*** Opening Material to process ***

// Audit trail
//
// Append-only before/after snapshots written once per mutating save. The
// functions here take a live connection so the audit row commits or rolls
// back together with the mutation it records. The audit tables reject
// UPDATE/DELETE at the database layer.

use chrono::{DateTime, Utc};
use serde::Serialize;
use serde_json::Value as JsonValue;
use sqlx::{FromRow, PgConnection};

/// One audit row for an order mutation. data_before is null for creation.
#[derive(Debug, Clone, Serialize, FromRow)]
pub struct OrderAudit {
    pub id: i64,
    pub order_id: i64,
    pub acting_user_id: Option<i32>,
    pub data_before: Option<JsonValue>,
    pub data_after: JsonValue,
    pub created_at: DateTime<Utc>,
}

/// Record an order mutation. acting_user_id is None for system-initiated
/// changes such as gateway callbacks.
pub async fn log_order_audit(
    conn: &mut PgConnection,
    order_id: i64,
    acting_user_id: Option<i32>,
    data_before: Option<JsonValue>,
    data_after: JsonValue,
) -> Result<(), sqlx::Error> {
    sqlx::query(
        r#"
        INSERT INTO order_audits (order_id, acting_user_id, data_before, data_after)
        VALUES ($1, $2, $3, $4)
        "#,
    )
    .bind(order_id)
    .bind(acting_user_id)
    .bind(data_before)
    .bind(data_after)
    .execute(conn)
    .await?;

    Ok(())
}

/// Record a coupon mutation.
pub async fn log_coupon_audit(
    conn: &mut PgConnection,
    coupon_id: i64,
    acting_user_id: Option<i32>,
    data_before: Option<JsonValue>,
    data_after: JsonValue,
) -> Result<(), sqlx::Error> {
    sqlx::query(
        r#"
        INSERT INTO coupon_audits (coupon_id, acting_user_id, data_before, data_after)
        VALUES ($1, $2, $3, $4)
        "#,
    )
    .bind(coupon_id)
    .bind(acting_user_id)
    .bind(data_before)
    .bind(data_after)
    .execute(conn)
    .await?;

    Ok(())
}

/// Audit history for an order, oldest first. Used by dispute tooling.
pub async fn order_audits(
    conn: &mut PgConnection,
    order_id: i64,
) -> Result<Vec<OrderAudit>, sqlx::Error> {
    sqlx::query_as::<_, OrderAudit>(
        r#"
        SELECT id, order_id, acting_user_id, data_before, data_after, created_at
        FROM order_audits
        WHERE order_id = $1
        ORDER BY created_at ASC, id ASC
        "#,
    )
    .bind(order_id)
    .fetch_all(conn)
    .await
}
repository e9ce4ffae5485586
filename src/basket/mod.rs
pub mod error;
pub mod handlers;
pub mod models;
pub mod repository;
pub mod service;

pub use error::*;
pub use handlers::*;
pub use models::*;
pub use repository::*;
pub use service::*;
use std::collections::BTreeMap;

use chrono::{DateTime, Utc};
use rust_decimal::Decimal;
use serde::{Deserialize, Serialize};
use serde_json::Value as JsonValue;
use sqlx::FromRow;
use validator::Validate;

/// Fixed prefix for gateway reference numbers. The full reference is
/// "{REFERENCE_PREFIX}{environment}-{order_id}" and is the sole key used
/// to correlate gateway callbacks back to orders.
pub const REFERENCE_PREFIX: &str = "SEATS-";

/// Order lifecycle. `created` is initial; the state machine moves an order
/// to `fulfilled` or `failed` exactly once. `refunded` is reached only by
/// an out-of-band administrative action.
#[derive(Debug, Clone, Copy, PartialEq, Eq, Serialize, Deserialize, sqlx::Type)]
#[sqlx(type_name = "text", rename_all = "lowercase")]
#[serde(rename_all = "lowercase")]
pub enum OrderStatus {
    Created,
    Fulfilled,
    Failed,
    Refunded,
}

impl OrderStatus {
    pub fn as_str(&self) -> &'static str {
        match self {
            OrderStatus::Created => "created",
            OrderStatus::Fulfilled => "fulfilled",
            OrderStatus::Failed => "failed",
            OrderStatus::Refunded => "refunded",
        }
    }
}

impl std::fmt::Display for OrderStatus {
    fn fmt(&self, f: &mut std::fmt::Formatter<'_>) -> std::fmt::Result {
        write!(f, "{}", self.as_str())
    }
}

/// Standard orders come from a user's basket; bulk orders buy N seats for
/// later distribution as enrollment codes.
#[derive(Debug, Clone, Copy, PartialEq, Eq, Serialize, Deserialize, sqlx::Type)]
#[sqlx(type_name = "text", rename_all = "lowercase")]
#[serde(rename_all = "lowercase")]
pub enum OrderKind {
    Standard,
    Bulk,
}

#[derive(Debug, Clone, Serialize, Deserialize, FromRow)]
pub struct Order {
    pub id: i64,
    pub purchaser_id: i32,
    pub kind: OrderKind,
    pub status: OrderStatus,
    pub total_price_paid: Decimal,
    pub created_at: DateTime<Utc>,
    pub updated_at: DateTime<Utc>,
}

impl Order {
    /// The gateway reference number for this order
    pub fn reference_number(&self, environment: &str) -> String {
        reference_number(environment, self.id)
    }
}

/// Build the reference number sent to the payment gateway
pub fn reference_number(environment: &str, order_id: i64) -> String {
    format!("{REFERENCE_PREFIX}{environment}-{order_id}")
}

/// Parse an order id back out of a gateway-echoed reference number.
/// Returns None when the prefix, environment, or id do not match the
/// format we generate.
pub fn parse_reference_number(reference: &str, environment: &str) -> Option<i64> {
    let expected_prefix = format!("{REFERENCE_PREFIX}{environment}-");
    let id_part = reference.strip_prefix(&expected_prefix)?;
    id_part.parse::<i64>().ok().filter(|id| *id >= 1)
}

/// Exactly one line exists per order; the product version pins the price
/// the purchaser saw.
#[derive(Debug, Clone, Serialize, Deserialize, FromRow)]
pub struct Line {
    pub id: i64,
    pub order_id: i64,
    pub product_version_id: i64,
    pub quantity: i32,
}

/// A raw gateway callback payload, persisted verbatim before any parsing.
/// order_id stays null when the reference number cannot be resolved.
#[derive(Debug, Clone, Serialize, Deserialize, FromRow)]
pub struct Receipt {
    pub id: i64,
    pub order_id: Option<i64>,
    pub data: JsonValue,
    pub created_at: DateTime<Utc>,
}

/// Request DTO for the B2B bulk purchase path
#[derive(Debug, Deserialize, Validate)]
pub struct CreateBulkOrderRequest {
    pub product_id: i64,
    #[validate(range(min = 1, message = "At least one seat is required"))]
    pub num_seats: i32,
    pub coupon_code: Option<String>,
}

/// What the frontend does after checkout: POST the payload to the gateway,
/// or GET the receipt page directly for zero-price orders.
#[derive(Debug, Serialize)]
pub struct CheckoutResponse {
    pub order_id: i64,
    pub url: String,
    pub method: &'static str,
    pub payload: Option<BTreeMap<String, String>>,
}

/// Response DTO for order history
#[derive(Debug, Serialize)]
pub struct OrderResponse {
    pub id: i64,
    pub kind: OrderKind,
    pub status: OrderStatus,
    pub total_price_paid: Decimal,
    pub reference_number: String,
    pub created_at: DateTime<Utc>,
}
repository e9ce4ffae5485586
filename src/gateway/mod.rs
// CyberSource Secure Acceptance adapter
//
// Builds and signs the outbound hosted-checkout payload and verifies the
// signature on inbound callbacks. Signing covers exactly the fields listed
// in signed_field_names: the sorted, comma-joined "key=value" message is
// HMAC-SHA256'd with the shared secret and base64-encoded.

use std::collections::BTreeMap;

use base64::{engine::general_purpose::STANDARD as BASE64, Engine};
use chrono::Utc;
use hmac::{Hmac, Mac};
use rust_decimal::Decimal;
use sha2::Sha256;
use uuid::Uuid;

use crate::orders::Order;

type HmacSha256 = Hmac<Sha256>;

/// Gateway configuration failure
#[derive(Debug, thiserror::Error)]
pub enum GatewayError {
    #[error("Missing gateway configuration: {0}")]
    MissingConfig(String),
}

/// One purchased item as it appears in the signed payload
#[derive(Debug, Clone)]
pub struct PayloadLine {
    pub code: String,
    pub name: String,
    pub sku: String,
    pub unit_price: Decimal,
    pub quantity: i32,
}

#[derive(Clone)]
pub struct CyberSourceGateway {
    access_key: String,
    security_key: String,
    profile_id: String,
    secure_acceptance_url: String,
    receipt_url: String,
    cancel_url: String,
}

impl CyberSourceGateway {
    pub fn from_env() -> Result<Self, GatewayError> {
        let var = |name: &str| {
            std::env::var(name).map_err(|_| GatewayError::MissingConfig(name.to_string()))
        };

        Ok(Self {
            access_key: var("CYBERSOURCE_ACCESS_KEY")?,
            security_key: var("CYBERSOURCE_SECURITY_KEY")?,
            profile_id: var("CYBERSOURCE_PROFILE_ID")?,
            secure_acceptance_url: var("CYBERSOURCE_SECURE_ACCEPTANCE_URL")?,
            receipt_url: var("CHECKOUT_RECEIPT_URL")?,
            cancel_url: var("CHECKOUT_CANCEL_URL")?,
        })
    }

    #[cfg(test)]
    pub fn for_testing(security_key: &str) -> Self {
        Self {
            access_key: "test-access".to_string(),
            security_key: security_key.to_string(),
            profile_id: "test-profile".to_string(),
            secure_acceptance_url: "https://testsecureacceptance.example/pay".to_string(),
            receipt_url: "https://shop.example/receipt".to_string(),
            cancel_url: "https://shop.example/cancel".to_string(),
        }
    }

    pub fn payment_url(&self) -> &str {
        &self.secure_acceptance_url
    }

    pub fn receipt_url(&self) -> &str {
        &self.receipt_url
    }

    /// Build the signed payload for the gateway's hosted payment form.
    pub fn build_payload(
        &self,
        order: &Order,
        reference_number: &str,
        lines: &[PayloadLine],
    ) -> BTreeMap<String, String> {
        let mut payload = BTreeMap::new();

        payload.insert("access_key".to_string(), self.access_key.clone());
        payload.insert("amount".to_string(), order.total_price_paid.to_string());
        payload.insert("currency".to_string(), "USD".to_string());
        payload.insert("locale".to_string(), "en-us".to_string());

        for (i, line) in lines.iter().enumerate() {
            let name = truncate_to_boundary(&line.name, 254);
            payload.insert(format!("item_{i}_code"), line.code.clone());
            payload.insert(format!("item_{i}_name"), name);
            payload.insert(format!("item_{i}_quantity"), line.quantity.to_string());
            payload.insert(format!("item_{i}_sku"), line.sku.clone());
            payload.insert(format!("item_{i}_tax_amount"), "0".to_string());
            payload.insert(format!("item_{i}_unit_price"), line.unit_price.to_string());
        }
        payload.insert("line_item_count".to_string(), lines.len().to_string());

        payload.insert("reference_number".to_string(), reference_number.to_string());
        payload.insert("profile_id".to_string(), self.profile_id.clone());
        payload.insert(
            "signed_date_time".to_string(),
            Utc::now().format("%Y-%m-%dT%H:%M:%SZ").to_string(),
        );
        payload.insert(
            "override_custom_receipt_page".to_string(),
            self.receipt_url.clone(),
        );
        payload.insert(
            "override_custom_cancel_page".to_string(),
            self.cancel_url.clone(),
        );
        payload.insert("transaction_type".to_string(), "sale".to_string());
        payload.insert(
            "transaction_uuid".to_string(),
            Uuid::new_v4().simple().to_string(),
        );
        payload.insert("unsigned_field_names".to_string(), String::new());

        // signed_field_names lists every field including itself; only the
        // signature stays outside the signed set
        let mut field_names: Vec<String> = payload.keys().cloned().collect();
        field_names.push("signed_field_names".to_string());
        field_names.sort();
        payload.insert("signed_field_names".to_string(), field_names.join(","));

        let signature = self.signature_for(&payload).unwrap_or_default();
        payload.insert("signature".to_string(), signature);

        payload
    }

    /// Verify an inbound callback's signature. Any mismatch, missing field,
    /// or undecodable signature rejects the payload.
    pub fn verify<S: std::hash::BuildHasher>(
        &self,
        payload: &std::collections::HashMap<String, String, S>,
    ) -> bool {
        let received = match payload.get("signature") {
            Some(signature) => signature,
            None => return false,
        };

        let message = match build_signed_message(|k| payload.get(k).map(String::as_str)) {
            Some(message) => message,
            None => return false,
        };

        let mut mac = match HmacSha256::new_from_slice(self.security_key.as_bytes()) {
            Ok(mac) => mac,
            Err(_) => return false,
        };
        mac.update(message.as_bytes());

        let decoded = match BASE64.decode(received) {
            Ok(decoded) => decoded,
            Err(_) => return false,
        };

        // Constant-time comparison
        mac.verify_slice(&decoded).is_ok()
    }

    /// The signature we expect for a callback payload, for diagnostics when
    /// verification fails. Never log the secret itself.
    pub fn expected_signature<S: std::hash::BuildHasher>(
        &self,
        payload: &std::collections::HashMap<String, String, S>,
    ) -> Option<String> {
        let message = build_signed_message(|k| payload.get(k).map(String::as_str))?;
        let mut mac = HmacSha256::new_from_slice(self.security_key.as_bytes()).ok()?;
        mac.update(message.as_bytes());
        Some(BASE64.encode(mac.finalize().into_bytes()))
    }

    fn signature_for(&self, payload: &BTreeMap<String, String>) -> Option<String> {
        let message = build_signed_message(|k| payload.get(k).map(String::as_str))?;
        let mut mac = HmacSha256::new_from_slice(self.security_key.as_bytes()).ok()?;
        mac.update(message.as_bytes());
        Some(BASE64.encode(mac.finalize().into_bytes()))
    }
}

/// Truncate to at most `max_bytes`, backing up to a character boundary so
/// multi-byte names never split mid-character.
fn truncate_to_boundary(name: &str, max_bytes: usize) -> String {
    if name.len() <= max_bytes {
        return name.to_string();
    }
    let mut end = max_bytes;
    while !name.is_char_boundary(end) {
        end -= 1;
    }
    name[..end].to_string()
}

/// The comma-joined "key=value" message over exactly the fields named in
/// signed_field_names. Returns None when signed_field_names or any named
/// field is absent.
fn build_signed_message<'a>(get: impl Fn(&str) -> Option<&'a str>) -> Option<String> {
    let field_names = get("signed_field_names")?;
    let mut parts = Vec::new();
    for name in field_names.split(',') {
        let value = get(name)?;
        parts.push(format!("{name}={value}"));
    }
    Some(parts.join(","))
}

#[cfg(test)]
mod tests {
    use super::*;
    use crate::orders::{OrderKind, OrderStatus};
    use rust_decimal_macros::dec;
    use std::collections::HashMap;

    fn test_order() -> Order {
        Order {
            id: 42,
            purchaser_id: 1,
            kind: OrderKind::Standard,
            status: OrderStatus::Created,
            total_price_paid: dec!(100.00),
            created_at: Utc::now(),
            updated_at: Utc::now(),
        }
    }

    fn test_line() -> PayloadLine {
        PayloadLine {
            code: "course_run".to_string(),
            name: "Test Course Run".to_string(),
            sku: "course-v1:test".to_string(),
            unit_price: dec!(100.00),
            quantity: 1,
        }
    }

    #[test]
    fn test_signed_message_matches_reference_shape() {
        let mut payload = HashMap::new();
        payload.insert("a".to_string(), "b".to_string());
        payload.insert("c".to_string(), "d".to_string());
        payload.insert("signed_field_names".to_string(), "a,c".to_string());

        let message =
            build_signed_message(|k| payload.get(k).map(String::as_str)).unwrap();
        assert_eq!(message, "a=b,c=d");
    }

    #[test]
    fn test_missing_signed_field_yields_no_message() {
        let mut payload = HashMap::new();
        payload.insert("signed_field_names".to_string(), "a,c".to_string());
        payload.insert("a".to_string(), "b".to_string());

        assert!(build_signed_message(|k| payload.get(k).map(String::as_str)).is_none());
    }

    #[test]
    fn test_outbound_payload_fields() {
        let gateway = CyberSourceGateway::for_testing("secret");
        let payload = gateway.build_payload(&test_order(), "SEATS-test-42", &[test_line()]);

        assert_eq!(payload["amount"], "100.00");
        assert_eq!(payload["currency"], "USD");
        assert_eq!(payload["locale"], "en-us");
        assert_eq!(payload["transaction_type"], "sale");
        assert_eq!(payload["reference_number"], "SEATS-test-42");
        assert_eq!(payload["line_item_count"], "1");
        assert_eq!(payload["item_0_code"], "course_run");
        assert_eq!(payload["item_0_tax_amount"], "0");
        assert_eq!(payload["item_0_unit_price"], "100.00");
        assert_eq!(payload["unsigned_field_names"], "");
        assert!(payload.contains_key("signed_date_time"));
        assert!(payload.contains_key("transaction_uuid"));
        assert!(payload.contains_key("signature"));

        // signed_field_names is sorted, includes itself, excludes signature
        let names: Vec<&str> = payload["signed_field_names"].split(',').collect();
        let mut sorted = names.clone();
        sorted.sort_unstable();
        assert_eq!(names, sorted);
        assert!(names.contains(&"signed_field_names"));
        assert!(!names.contains(&"signature"));
    }

    #[test]
    fn test_outbound_signature_verifies() {
        let gateway = CyberSourceGateway::for_testing("secret");
        let payload = gateway.build_payload(&test_order(), "SEATS-test-42", &[test_line()]);

        let as_map: HashMap<String, String> = payload.into_iter().collect();
        assert!(gateway.verify(&as_map));
    }

    #[test]
    fn test_tampered_payload_rejected() {
        let gateway = CyberSourceGateway::for_testing("secret");
        let payload = gateway.build_payload(&test_order(), "SEATS-test-42", &[test_line()]);

        let mut tampered: HashMap<String, String> = payload.into_iter().collect();
        tampered.insert("amount".to_string(), "0.01".to_string());
        assert!(!gateway.verify(&tampered));
    }

    #[test]
    fn test_wrong_secret_rejected() {
        let signer = CyberSourceGateway::for_testing("secret");
        let verifier = CyberSourceGateway::for_testing("other-secret");
        let payload = signer.build_payload(&test_order(), "SEATS-test-42", &[test_line()]);

        let as_map: HashMap<String, String> = payload.into_iter().collect();
        assert!(!verifier.verify(&as_map));
    }

    #[test]
    fn test_missing_signature_rejected() {
        let gateway = CyberSourceGateway::for_testing("secret");
        let mut payload: HashMap<String, String> = gateway
            .build_payload(&test_order(), "SEATS-test-42", &[test_line()])
            .into_iter()
            .collect();
        payload.remove("signature");
        assert!(!gateway.verify(&payload));
    }

    #[test]
    fn test_undecodable_signature_rejected() {
        let gateway = CyberSourceGateway::for_testing("secret");
        let mut payload: HashMap<String, String> = gateway
            .build_payload(&test_order(), "SEATS-test-42", &[test_line()])
            .into_iter()
            .collect();
        payload.insert("signature".to_string(), "not base64 !!!".to_string());
        assert!(!gateway.verify(&payload));
    }

    #[test]
    fn test_long_item_name_truncated() {
        let gateway = CyberSourceGateway::for_testing("secret");
        let mut line = test_line();
        line.name = "x".repeat(500);
        let payload = gateway.build_payload(&test_order(), "SEATS-test-42", &[line]);
        assert_eq!(payload["item_0_name"].len(), 254);
    }

    #[test]
    fn test_multibyte_item_name_truncated_on_char_boundary() {
        let gateway = CyberSourceGateway::for_testing("secret");
        let mut line = test_line();
        // The two-byte character straddles the 254-byte cutoff
        line.name = format!("{}é and more", "a".repeat(253));
        let payload = gateway.build_payload(&test_order(), "SEATS-test-42", &[line]);
        assert_eq!(payload["item_0_name"], "a".repeat(253));
    }

    #[test]
    fn test_multibyte_item_name_within_limit_kept_whole() {
        let mut line = test_line();
        line.name = "café".repeat(10);
        assert_eq!(truncate_to_boundary(&line.name, 254), line.name);
    }
}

*** Closing Material to process ***

Of the lines above, count those containing the word "inbound", and give the number by itself.

2